In addition to Weibo, there is also WeChat
Please pay attention
WeChat public account
Shulou
2025-01-17 Update From: SLTechnology News&Howtos shulou NAV: SLTechnology News&Howtos > Internet Technology >
Share
Shulou(Shulou.com)06/01 Report--
Today, I will talk to you about how to use R language to do a simple agent. Many people may not know much about it. In order to make you understand better, the editor has summarized the following contents for you. I hope you can get something according to this article.
Recently is painstaking study crawler, one after another has learned the regular expression, xpath, css expression, basically can be qualified for the R language RCurl+XML, httr+rvest combination crawler demand, to the GET request and the POST request construction and the form submission as well as the browser grabs the package, the simulation landing, the asynchronous load also did some combing, because the crawler knowledge generality, so starts to practice urllib+lxml, requests+BeautifulSoup directly in the entry Python stage.
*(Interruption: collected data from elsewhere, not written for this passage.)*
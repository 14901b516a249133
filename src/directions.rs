use std::time::Duration;

use reqwest::{Client, StatusCode};
use serde::Deserialize;
use tracing::warn;

use crate::geo::{validate_coordinates, GeoPoint};

/// Bound on a route-calculation request. Past this the call fails with
/// [`DirectionsError::Timeout`].
pub const ROUTE_TIMEOUT: Duration = Duration::from_secs(10);

/// Failures from the routing provider.
///
/// Route calculation has no local fallback, so unlike report submission these
/// propagate to the caller, and a timeout stays distinguishable from other
/// network failures.
#[derive(Debug)]
pub enum DirectionsError {
    /// The request exceeded [`ROUTE_TIMEOUT`].
    Timeout,
    /// Transport-level failure.
    Http(reqwest::Error),
    /// The provider answered with an error and no usable route.
    Api {
        /// HTTP status the provider returned.
        status: StatusCode,
        /// Provider-supplied message, if any.
        message: String,
    },
    /// A well-formed response with no routes in it.
    NoRoute,
}

impl std::fmt::Display for DirectionsError {
    fn fmt(&self, f: &mut std::fmt::Formatter<'_>) -> std::fmt::Result {
        match self {
            DirectionsError::Timeout => write!(f, "route request timed out"),
            DirectionsError::Http(e) => write!(f, "route request failed: {e}"),
            DirectionsError::Api { status, message } => {
                write!(f, "route calculation failed: {status} - {message}")
            }
            DirectionsError::NoRoute => write!(f, "no routes found in response"),
        }
    }
}

impl std::error::Error for DirectionsError {}

impl From<reqwest::Error> for DirectionsError {
    fn from(error: reqwest::Error) -> Self {
        if error.is_timeout() {
            DirectionsError::Timeout
        } else {
            DirectionsError::Http(error)
        }
    }
}

/// A calculated route.
#[derive(Debug, Clone, Deserialize)]
pub struct Route {
    /// The route's legs, in travel order.
    pub legs: Vec<RouteLeg>,
}

/// One leg of a route.
#[derive(Debug, Clone, Deserialize)]
pub struct RouteLeg {
    /// Polyline of the leg.
    pub points: Vec<RoutePoint>,
    /// Aggregate figures for the leg.
    pub summary: LegSummary,
}

/// A vertex of a route polyline.
#[derive(Debug, Clone, Copy, Deserialize)]
pub struct RoutePoint {
    /// Latitude in decimal degrees.
    pub latitude: f64,
    /// Longitude in decimal degrees.
    pub longitude: f64,
}

/// Aggregate figures for a route leg.
#[derive(Debug, Clone, Copy, Deserialize)]
#[serde(rename_all = "camelCase")]
pub struct LegSummary {
    /// Leg length in meters.
    pub length_in_meters: f64,
}

/// A geocoding suggestion or place lookup result.
#[derive(Debug, Clone, Deserialize)]
pub struct Place {
    /// Provider-assigned place id.
    #[serde(default)]
    pub id: Option<String>,
    /// Position of the place.
    pub position: GeoPoint,
    /// Address details.
    #[serde(default)]
    pub address: Option<Address>,
}

/// Address details of a [`Place`].
#[derive(Debug, Clone, Deserialize)]
#[serde(rename_all = "camelCase")]
pub struct Address {
    /// Single-line human-readable address.
    #[serde(default)]
    pub freeform_address: Option<String>,
}

/// Client for the TomTom-style routing and geocoding provider.
pub struct DirectionsClient {
    client: Client,
    api_key: String,
    base_url: String,
}

impl DirectionsClient {
    const DEFAULT_BASE_URL: &'static str = "https://api.tomtom.com";

    /// A client using the given API key against the production endpoints.
    pub fn new(api_key: impl Into<String>) -> Self {
        Self {
            client: Client::new(),
            api_key: api_key.into(),
            base_url: Self::DEFAULT_BASE_URL.to_string(),
        }
    }

    /// Calculate the fastest car route between two `"lat,lon"` endpoints.
    ///
    /// Embedded whitespace in the coordinates is stripped before the request.
    /// A non-success status that nonetheless carries route data is accepted;
    /// the provider is known to do this for some near-ambiguous requests.
    pub async fn route(&self, start: &str, end: &str) -> Result<Route, DirectionsError> {
        #[derive(Deserialize)]
        struct RouteResponse {
            #[serde(default)]
            routes: Vec<Route>,
            #[serde(default)]
            error: Option<ApiError>,
        }

        #[derive(Deserialize)]
        struct ApiError {
            #[serde(default)]
            message: Option<String>,
        }

        let start: String = start.split_whitespace().collect();
        let end: String = end.split_whitespace().collect();

        let url = format!(
            "{}/routing/1/calculateRoute/{start}:{end}/json",
            self.base_url
        );
        let response = self
            .client
            .get(url)
            .query(&[
                ("key", self.api_key.as_str()),
                ("travelMode", "car"),
                ("routeType", "fastest"),
                ("traffic", "false"),
            ])
            .timeout(ROUTE_TIMEOUT)
            .send()
            .await?;

        let status = response.status();
        let body: RouteResponse = response.json().await?;

        if !status.is_success() {
            // Some error responses still carry a usable route.
            if let Some(route) = body.routes.into_iter().next() {
                warn!(%status, "route API returned an error status with route data, proceeding");
                return Ok(route);
            }

            return Err(DirectionsError::Api {
                status,
                message: body
                    .error
                    .and_then(|e| e.message)
                    .unwrap_or_else(|| "Unknown error".to_string()),
            });
        }

        body.routes
            .into_iter()
            .next()
            .ok_or(DirectionsError::NoRoute)
    }

    /// Typeahead suggestions for a free-text query.
    ///
    /// Empty on any failure, and without a network round trip for queries
    /// that are empty or already coordinate-shaped.
    pub async fn suggestions(&self, query: &str) -> Vec<Place> {
        #[derive(Deserialize)]
        struct SearchResponse {
            #[serde(default)]
            results: Vec<Place>,
        }

        let query = query.trim();
        if query.is_empty() || validate_coordinates(query) {
            return Vec::new();
        }

        let url = format!(
            "{}/search/2/search/{}.json",
            self.base_url,
            urlencode(query)
        );
        let request = self
            .client
            .get(url)
            .query(&[("key", self.api_key.as_str()), ("limit", "5"), ("typeahead", "true")]);

        match send_absorbing_errors::<SearchResponse>(request).await {
            Some(body) => body.results,
            None => Vec::new(),
        }
    }

    /// Details for a place previously returned by [`Self::suggestions`].
    /// `None` on any failure.
    pub async fn place_details(&self, place_id: &str) -> Option<Place> {
        #[derive(Deserialize)]
        struct SearchResponse {
            #[serde(default)]
            results: Vec<Place>,
        }

        let url = format!(
            "{}/search/2/poiSearch/{}.json",
            self.base_url,
            urlencode(place_id)
        );
        let request = self.client.get(url).query(&[("key", self.api_key.as_str())]);

        send_absorbing_errors::<SearchResponse>(request)
            .await
            .and_then(|body| body.results.into_iter().next())
    }
}

/// Send an enrichment request, absorbing every failure into `None`.
async fn send_absorbing_errors<T: serde::de::DeserializeOwned>(
    request: reqwest::RequestBuilder,
) -> Option<T> {
    let response = match request.send().await {
        Ok(response) => response,
        Err(error) => {
            warn!(%error, "search request failed");
            return None;
        }
    };

    if !response.status().is_success() {
        warn!(status = %response.status(), "search API returned an error status");
        return None;
    }

    match response.json().await {
        Ok(body) => Some(body),
        Err(error) => {
            warn!(%error, "search response was not the expected shape");
            None
        }
    }
}

/// Percent-encode a path segment.
fn urlencode(input: &str) -> String {
    let mut out = String::with_capacity(input.len());
    for byte in input.bytes() {
        match byte {
            b'A'..=b'Z' | b'a'..=b'z' | b'0'..=b'9' | b'-' | b'_' | b'.' | b'~' => {
                out.push(byte as char)
            }
            _ => out.push_str(&format!("%{byte:02X}")),
        }
    }
    out
}
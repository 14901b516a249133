use std::fs;
use std::path::PathBuf;

use anyhow::{Context, Result};
use tracing::warn;

use crate::report::TrafficReport;

/// The client-side durable report cache, a JSON array in a single file.
///
/// The localStorage analog: reports that were mirrored from the server or
/// created locally after a failed submission land here so reads keep working
/// offline. Expiry is enforced by the reader, not by the cache.
#[derive(Debug, Clone)]
pub struct LocalReportCache {
    path: PathBuf,
}

impl LocalReportCache {
    /// A cache backed by the file at `path`. The file is created on first
    /// write.
    pub fn new(path: impl Into<PathBuf>) -> Self {
        Self { path: path.into() }
    }

    /// Append a fully-formed report to the cache.
    ///
    /// A corrupt or missing cache file is reset to an empty collection rather
    /// than reported; only the rewrite itself can fail.
    pub fn store(&self, report: &TrafficReport) -> Result<()> {
        let mut reports = self.stored_reports();
        reports.push(report.clone());

        if let Some(parent) = self.path.parent() {
            fs::create_dir_all(parent)
                .with_context(|| format!("creating {}", parent.display()))?;
        }

        let serialized = serde_json::to_string(&reports)?;
        fs::write(&self.path, serialized)
            .with_context(|| format!("writing {}", self.path.display()))?;

        Ok(())
    }

    /// Every cached report. Parse failures yield an empty list, never an
    /// error.
    pub fn stored_reports(&self) -> Vec<TrafficReport> {
        let Ok(contents) = fs::read_to_string(&self.path) else {
            return Vec::new();
        };

        match serde_json::from_str(&contents) {
            Ok(reports) => reports,
            Err(error) => {
                warn!(path = %self.path.display(), %error, "resetting corrupt report cache");
                Vec::new()
            }
        }
    }
}
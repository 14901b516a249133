//! Traffic-report lifecycle and route relevance for the ButterflyNAV route
//! planner: submission with local fallback, TTL expiry, padded-bounding-box
//! relevance filtering, and the `/traffic-reports` endpoint backing it all.

#![warn(missing_docs)]

/// Client for the remote `/traffic-reports` endpoint.
pub mod client;
/// The per-install device identifier.
pub mod device;
/// Client for the third-party routing and geocoding provider.
pub mod directions;
/// Route-relevance filtering and result-set deduplication.
pub mod filter;
/// Coordinate parsing, validation, and bounding-box math.
pub mod geo;
/// Client-side submission and retrieval pipelines.
pub mod pipeline;
/// The traffic report data model.
pub mod report;
/// The `/traffic-reports` HTTP server.
pub mod server;
/// Report persistence: the ephemeral server store and the durable client cache.
pub mod store;
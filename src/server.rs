use std::net::SocketAddr;
use std::sync::Arc;

use anyhow::Result;
use axum::extract::{Query, State};
use axum::http::{header, Method, StatusCode};
use axum::response::{IntoResponse, Response};
use axum::routing::post;
use axum::{Json, Router};
use chrono::DateTime;
use serde::Deserialize;
use serde_json::json;
use tower_http::cors::{Any, CorsLayer};
use tracing::{info, warn};

use crate::geo::validate_coordinates;
use crate::report::ReportSubmission;
use crate::store::{MemoryReportStore, ReportFilter};

/// Build the `/traffic-reports` router over a shared store.
///
/// The CORS layer answers the OPTIONS preflight: any origin, `Content-Type`
/// allowed, methods GET/POST/OPTIONS/DELETE.
pub fn router(store: Arc<MemoryReportStore>) -> Router {
    let cors = CorsLayer::new()
        .allow_origin(Any)
        .allow_headers([header::CONTENT_TYPE])
        .allow_methods([Method::GET, Method::POST, Method::OPTIONS, Method::DELETE]);

    Router::new()
        .route(
            "/traffic-reports",
            post(create_report)
                .get(list_reports)
                .delete(cleanup_reports)
                .fallback(method_not_allowed),
        )
        .layer(cors)
        .with_state(store)
}

/// Bind and serve until the process is stopped. The store dies with the
/// process; that's the accepted limitation of the ephemeral variant.
pub async fn serve(addr: SocketAddr, store: Arc<MemoryReportStore>) -> Result<()> {
    let listener = tokio::net::TcpListener::bind(addr).await?;
    info!(%addr, "traffic-reports server listening");
    axum::serve(listener, router(store)).await?;
    Ok(())
}

/// Query parameters of the GET endpoint. `since` wins over `start`/`end`.
#[derive(Debug, Default, Deserialize)]
struct ListParams {
    start: Option<String>,
    end: Option<String>,
    /// Epoch milliseconds.
    since: Option<i64>,
}

async fn create_report(State(store): State<Arc<MemoryReportStore>>, body: String) -> Response {
    // Parsed by hand so a malformed body maps to the wire-compatible 500,
    // not the extractor's 4xx.
    match serde_json::from_str::<ReportSubmission>(&body) {
        Ok(submission) => {
            let stored = store.create(submission);
            info!(id = %stored.id, kind = ?stored.kind, "stored traffic report");
            (StatusCode::OK, Json(stored)).into_response()
        }
        Err(error) => {
            warn!(%error, "rejecting malformed report submission");
            error_response(StatusCode::INTERNAL_SERVER_ERROR, &error.to_string())
        }
    }
}

async fn list_reports(
    State(store): State<Arc<MemoryReportStore>>,
    Query(params): Query<ListParams>,
) -> Response {
    let filter = match params {
        ListParams {
            since: Some(millis),
            ..
        } => {
            let Some(since) = DateTime::from_timestamp_millis(millis) else {
                return error_response(StatusCode::BAD_REQUEST, "since is out of range");
            };
            ReportFilter::Since(since)
        }
        ListParams {
            start: Some(start),
            end: Some(end),
            ..
        } => {
            if !validate_coordinates(&start) || !validate_coordinates(&end) {
                return error_response(StatusCode::BAD_REQUEST, "malformed route coordinates");
            }
            ReportFilter::Route { start, end }
        }
        ListParams {
            start: Some(_), ..
        }
        | ListParams { end: Some(_), .. } => {
            return error_response(
                StatusCode::BAD_REQUEST,
                "start and end must be provided together",
            );
        }
        ListParams { .. } => ReportFilter::All,
    };

    (StatusCode::OK, Json(store.query(&filter))).into_response()
}

async fn cleanup_reports(State(store): State<Arc<MemoryReportStore>>) -> Response {
    let removed = store.purge_expired();
    info!(removed, "purged expired traffic reports");
    (StatusCode::OK, Json(json!({ "cleaned": true }))).into_response()
}

async fn method_not_allowed() -> Response {
    error_response(StatusCode::METHOD_NOT_ALLOWED, "Method not allowed")
}

fn error_response(status: StatusCode, message: &str) -> Response {
    (status, Json(json!({ "error": message }))).into_response()
}

#[cfg(test)]
mod tests {
    use super::*;
    use crate::geo::GeoPoint;
    use crate::report::TrafficReport;

    async fn json_body<T: serde::de::DeserializeOwned>(response: Response) -> T {
        let bytes = axum::body::to_bytes(response.into_body(), usize::MAX)
            .await
            .unwrap();
        serde_json::from_slice(&bytes).unwrap()
    }

    fn store() -> Arc<MemoryReportStore> {
        Arc::new(MemoryReportStore::new())
    }

    fn accident_body() -> String {
        json!({
            "location": { "lat": 40.0, "lon": -74.0 },
            "type": "accident",
            "deviceId": "device-1",
        })
        .to_string()
    }

    #[tokio::test]
    async fn test_post_then_get_round_trip() {
        let store = store();

        let response = create_report(State(store.clone()), accident_body()).await;
        assert_eq!(response.status(), StatusCode::OK);
        let stored: TrafficReport = json_body(response).await;
        assert_eq!(stored.location, Some(GeoPoint::new(40.0, -74.0)));
        assert!(stored.expires_at.is_some());

        let inside = Query(ListParams {
            start: Some("40.0,-74.0".to_string()),
            end: Some("41.0,-74.0".to_string()),
            since: None,
        });
        let response = list_reports(State(store.clone()), inside).await;
        let reports: Vec<TrafficReport> = json_body(response).await;
        assert_eq!(reports, vec![stored]);

        let far_away = Query(ListParams {
            start: Some("10,10".to_string()),
            end: Some("11,11".to_string()),
            since: None,
        });
        let response = list_reports(State(store), far_away).await;
        let reports: Vec<TrafficReport> = json_body(response).await;
        assert!(reports.is_empty());
    }

    #[tokio::test]
    async fn test_since_mode_wins_over_route_mode() {
        let store = store();
        let response = create_report(State(store.clone()), accident_body()).await;
        let stored: TrafficReport = json_body(response).await;

        let params = Query(ListParams {
            // A route that would not match...
            start: Some("10,10".to_string()),
            end: Some("11,11".to_string()),
            // ...but `since` takes priority and ignores it.
            since: Some(stored.timestamp.timestamp_millis() - 1),
        });
        let response = list_reports(State(store), params).await;
        let reports: Vec<TrafficReport> = json_body(response).await;
        assert_eq!(reports, vec![stored]);
    }

    #[tokio::test]
    async fn test_get_without_parameters_returns_everything() {
        let store = store();
        create_report(State(store.clone()), accident_body()).await;

        let response = list_reports(State(store), Query(ListParams::default())).await;
        assert_eq!(response.status(), StatusCode::OK);
        let reports: Vec<TrafficReport> = json_body(response).await;
        assert_eq!(reports.len(), 1);
    }

    #[tokio::test]
    async fn test_malformed_body_is_a_500() {
        let response = create_report(State(store()), "{not json".to_string()).await;
        assert_eq!(response.status(), StatusCode::INTERNAL_SERVER_ERROR);

        let body: serde_json::Value = json_body(response).await;
        assert!(body.get("error").is_some());
    }

    #[tokio::test]
    async fn test_malformed_route_coordinates_are_rejected() {
        let params = Query(ListParams {
            start: Some("garbage".to_string()),
            end: Some("11,11".to_string()),
            since: None,
        });
        let response = list_reports(State(store()), params).await;
        assert_eq!(response.status(), StatusCode::BAD_REQUEST);
    }

    #[tokio::test]
    async fn test_half_a_route_is_rejected() {
        let params = Query(ListParams {
            start: Some("10,10".to_string()),
            end: None,
            since: None,
        });
        let response = list_reports(State(store()), params).await;
        assert_eq!(response.status(), StatusCode::BAD_REQUEST);
    }

    #[tokio::test]
    async fn test_cleanup_reports_cleaned_flag() {
        let response = cleanup_reports(State(store())).await;
        assert_eq!(response.status(), StatusCode::OK);
        let body: serde_json::Value = json_body(response).await;
        assert_eq!(body, json!({ "cleaned": true }));
    }
}
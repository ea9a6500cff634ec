pub mod launch;

pub use launch::{launch_browser, ChromeSessionFactory, LaunchOptions};
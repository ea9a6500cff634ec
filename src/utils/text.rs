use unicode_normalization::char::is_combining_mark;
use unicode_normalization::UnicodeNormalization;

/// 去除重音符号、转大写、合并空白
pub fn normalize_signal(text: &str) -> String {
    let stripped: String = text.nfd().filter(|c| !is_combining_mark(*c)).collect();
    stripped
        .to_uppercase()
        .split_whitespace()
        .collect::<Vec<_>>()
        .join(" ")
}

/// 截断长文本用于日志显示
pub fn truncate_text(text: &str, max_len: usize) -> String {
    if text.chars().count() > max_len {
        text.chars().take(max_len).collect::<String>() + "..."
    } else {
        text.to_string()
    }
}
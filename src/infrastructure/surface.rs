//! 自动化能力接口 - 基础设施层
//!
//! 引擎只依赖这里声明的能力，任何浏览器驱动实现该 trait 即可接入。
//! 所有等待类操作都必须带超时。

use std::time::Duration;

use anyhow::Result;
use async_trait::async_trait;
use futures::future::BoxFuture;
use tracing::debug;

use crate::models::CertificateBundle;

/// 元素句柄（由实现方分配的不透明标识）
#[derive(Debug, Clone, PartialEq, Eq, Hash)]
pub struct ElementHandle(pub String);

/// 元素定位方式
#[derive(Debug, Clone, PartialEq, Eq, Hash)]
pub enum Locator {
    /// CSS 选择器
    Css(String),
    /// 靠近指定标签文字的输入框
    LabelText(String),
    /// id / name 包含该片段的输入框
    NameFragment(String),
    /// 文字为该内容的按钮或链接
    ButtonText(String),
}

/// 表格单元格快照
#[derive(Debug, Clone, Default, PartialEq, Eq)]
pub struct CellSnapshot {
    /// 可见文字
    pub text: String,
    /// 单元格及后代节点上的提示类属性 (title / aria-label / data-original-title ...)
    pub tooltips: Vec<String>,
    /// 原始 innerHTML
    pub inner_html: String,
}

/// 行内可点击的操作链接
#[derive(Debug, Clone, PartialEq, Eq)]
pub struct RowLink {
    pub handle: ElementHandle,
    pub label: String,
    pub href: Option<String>,
    /// title + aria-label + class 拼接
    pub hint: String,
}

/// 表格行快照
#[derive(Debug, Clone, Default, PartialEq, Eq)]
pub struct RowSnapshot {
    pub text: String,
    pub cells: Vec<CellSnapshot>,
    pub links: Vec<RowLink>,
}

/// 结果表格快照
#[derive(Debug, Clone, Default, PartialEq, Eq)]
pub struct TableSnapshot {
    pub url: String,
    pub headers: Vec<String>,
    pub rows: Vec<RowSnapshot>,
}

/// 页面上的可点击元素（分页候选）
#[derive(Debug, Clone, PartialEq)]
pub struct Clickable {
    pub handle: ElementHandle,
    pub label: String,
    pub hint: String,
    pub visible: bool,
    pub disabled: bool,
    /// 元素顶部在视口中的相对位置 (0.0 = 顶部, 1.0 = 底部)
    pub vertical_ratio: f64,
}

/// 浏览器报告的下载事件
#[derive(Debug, Clone, PartialEq, Eq)]
pub struct DownloadEvent {
    pub id: String,
    pub url: String,
    pub suggested_filename: Option<String>,
    /// 失败原因，None 表示下载完成
    pub failure: Option<String>,
}

/// 新打开的弹窗 / 标签页
#[derive(Debug, Clone, PartialEq, Eq)]
pub struct PopupHandle {
    pub id: String,
    pub url: String,
}

/// HTTP 响应载荷
#[derive(Debug, Clone, PartialEq, Eq)]
pub struct HttpPayload {
    pub url: String,
    pub status: u16,
    pub content_type: Option<String>,
    /// 来自 content-disposition 的文件名
    pub filename: Option<String>,
    pub body: Option<Vec<u8>>,
}

impl HttpPayload {
    pub fn is_success(&self) -> bool {
        (200..300).contains(&self.status)
    }
}

/// 点击前预先挂好的三个捕获通道
///
/// 每个 future 自带超时，超时或失败时返回 None。
pub struct CaptureChannels {
    pub download: BoxFuture<'static, Option<DownloadEvent>>,
    pub popup: BoxFuture<'static, Option<PopupHandle>>,
    pub response: BoxFuture<'static, Option<HttpPayload>>,
}

/// 会话启动参数
#[derive(Debug, Clone)]
pub struct SessionSpec {
    pub download_dir: std::path::PathBuf,
    pub certificate: Option<CertificateBundle>,
}

/// 自动化能力接口
#[async_trait]
pub trait AutomationSurface: Send + Sync {
    async fn navigate(&self, url: &str) -> Result<()>;

    async fn current_url(&self) -> Result<String>;

    /// 查找元素，找不到返回 None 而不是错误
    async fn locate(&self, locator: &Locator) -> Result<Option<ElementHandle>>;

    async fn click(&self, handle: &ElementHandle) -> Result<()>;

    async fn fill(&self, handle: &ElementHandle, text: &str) -> Result<()>;

    /// 等待网络空闲，超时返回 false
    async fn wait_for_network_idle(&self, timeout: Duration) -> Result<bool>;

    /// 当前结果表格
    async fn table_snapshot(&self) -> Result<TableSnapshot>;

    /// 页面上所有可点击元素
    async fn clickables(&self) -> Result<Vec<Clickable>>;

    /// 预先订阅下载 / 弹窗 / 响应三个事件源，之后才能触发点击
    async fn arm_capture(&self, content_type: &str, timeout: Duration) -> Result<CaptureChannels>;

    /// 使用浏览器自己的保存能力读取已完成的下载
    async fn save_download(&self, event: &DownloadEvent) -> Result<Vec<u8>>;

    /// 等待弹窗加载完成，返回其最终 URL
    async fn popup_settle(&self, popup: &PopupHandle, timeout: Duration) -> Result<String>;

    /// 将弹窗渲染为 PDF
    async fn popup_render_pdf(&self, popup: &PopupHandle) -> Result<Vec<u8>>;

    /// 在弹窗上下文中读取其二进制响应
    async fn popup_binary_response(&self, popup: &PopupHandle, content_type: &str)
        -> Result<Option<HttpPayload>>;

    async fn close_popup(&self, popup: &PopupHandle) -> Result<()>;

    /// 带登录态的直接 GET 请求
    async fn request_get(&self, url: &str) -> Result<HttpPayload>;

    async fn screenshot(&self) -> Result<Vec<u8>>;

    async fn dump_markup(&self) -> Result<String>;

    async fn close(&self) -> Result<()>;
}

/// 会话工厂：每次任务运行打开一个独立会话
#[async_trait]
pub trait SessionFactory: Send + Sync {
    type Surface: AutomationSurface;

    async fn open(&self, spec: &SessionSpec) -> Result<Self::Surface>;
}

/// 依次尝试多个定位方式，返回第一个找到的元素
///
/// 定位出错只记录日志，视为未找到。
pub async fn first_found<S, I>(surface: &S, locators: I) -> Option<ElementHandle>
where
    S: AutomationSurface + ?Sized,
    I: IntoIterator<Item = Locator>,
{
    for locator in locators {
        match surface.locate(&locator).await {
            Ok(Some(handle)) => return Some(handle),
            Ok(None) => {}
            Err(e) => debug!("定位 {:?} 失败: {}", locator, e),
        }
    }
    None
}
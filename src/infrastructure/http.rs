//! 浏览器之外的直接 HTTP 请求
//!
//! 页面内 fetch 失败（跨域等）时，带着页面 cookie 走 reqwest 重新请求；
//! 证书登录时客户端同时携带 PKCS#12 身份。

use std::path::Path;
use std::sync::LazyLock;
use std::time::Duration;

use anyhow::{Context, Result};
use regex::Regex;
use reqwest::header::{CONTENT_DISPOSITION, CONTENT_TYPE, COOKIE};
use tracing::debug;

use crate::error::ConfigError;
use crate::infrastructure::surface::HttpPayload;
use crate::models::CertificateBundle;

static DISPOSITION_RE: LazyLock<Regex> = LazyLock::new(|| {
    Regex::new(r#"(?i)filename\*?\s*=\s*(?:UTF-8'')?"?([^";]+)"?"#).expect("disposition regex")
});

/// 加载并校验证书，失败即为配置错误
pub fn load_identity(bundle: &CertificateBundle) -> Result<reqwest::Identity, ConfigError> {
    let path: &Path = &bundle.path;
    if !path.is_file() {
        return Err(ConfigError::CertificateMissing {
            path: path.to_path_buf(),
        });
    }

    let der = std::fs::read(path).map_err(|e| ConfigError::CertificateInvalid {
        path: path.to_path_buf(),
        reason: e.to_string(),
    })?;

    reqwest::Identity::from_pkcs12_der(&der, &bundle.passphrase).map_err(|e| {
        ConfigError::CertificateInvalid {
            path: path.to_path_buf(),
            reason: e.to_string(),
        }
    })
}

/// 直接请求客户端
#[derive(Clone)]
pub struct DirectFetcher {
    client: reqwest::Client,
}

impl DirectFetcher {
    pub fn new(identity: Option<reqwest::Identity>, timeout: Duration) -> Result<Self> {
        let mut builder = reqwest::Client::builder()
            .timeout(timeout)
            .cookie_store(true);
        if let Some(identity) = identity {
            builder = builder.identity(identity);
        }
        let client = builder.build().context("无法创建 HTTP 客户端")?;
        Ok(Self { client })
    }

    pub fn client(&self) -> &reqwest::Client {
        &self.client
    }

    /// 带 cookie 头的 GET
    pub async fn get(&self, url: &str, cookie_header: Option<&str>) -> Result<HttpPayload> {
        debug!("直接 GET: {}", url);

        let mut request = self.client.get(url);
        if let Some(cookies) = cookie_header.filter(|c| !c.is_empty()) {
            request = request.header(COOKIE, cookies);
        }

        let response = request
            .send()
            .await
            .with_context(|| format!("请求失败: {}", url))?;

        let status = response.status().as_u16();
        let final_url = response.url().to_string();
        let content_type = header_str(response.headers().get(CONTENT_TYPE));
        let filename = header_str(response.headers().get(CONTENT_DISPOSITION))
            .and_then(|d| disposition_filename(&d));
        let body = response.bytes().await.ok().map(|b| b.to_vec());

        Ok(HttpPayload {
            url: final_url,
            status,
            content_type,
            filename,
            body,
        })
    }
}

fn header_str(value: Option<&reqwest::header::HeaderValue>) -> Option<String> {
    value.and_then(|v| v.to_str().ok()).map(str::to_string)
}

/// 从 content-disposition 中提取文件名
pub fn disposition_filename(value: &str) -> Option<String> {
    DISPOSITION_RE
        .captures_iter(value)
        .filter_map(|cap| cap.get(1))
        .map(|m| m.as_str().trim().to_string())
        .filter(|s| !s.is_empty())
        .last()
}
The beginner of the crawler also has a little experience. The next step is to explore the anti-crawling of the server while constantly practicing to consolidate the existing knowledge. This involves how to use random agent, how to construct anonymous proxy IP, and how to use multiple processes. There is still a long way to go.
I have always planned to climb the popular film and TV series short reviews. I have tried several times. The Douban short reviews page needs to be checked after landing, and the popular movies and TV series' short reviews are usually no less than 10,000 + pages, so frequent requests will be blocked as ip, so I have been studying how to solve this problem in a friendly and gentle way.
A few days ago, I saw that the aunts of the Python enthusiast community wrote the code of the agent pool with Python, and wanted to use the R language to also do one, that code provides a multi-process test for the effectiveness of the agent IP, but I don't know enough about the multi-process of the R language, so I can only use a stupid method to detect it a little bit, which is very time-consuming, although it is a bit stupid, but it finally runs successfully.
Crawl IP agent secretly brushes the number of articles read.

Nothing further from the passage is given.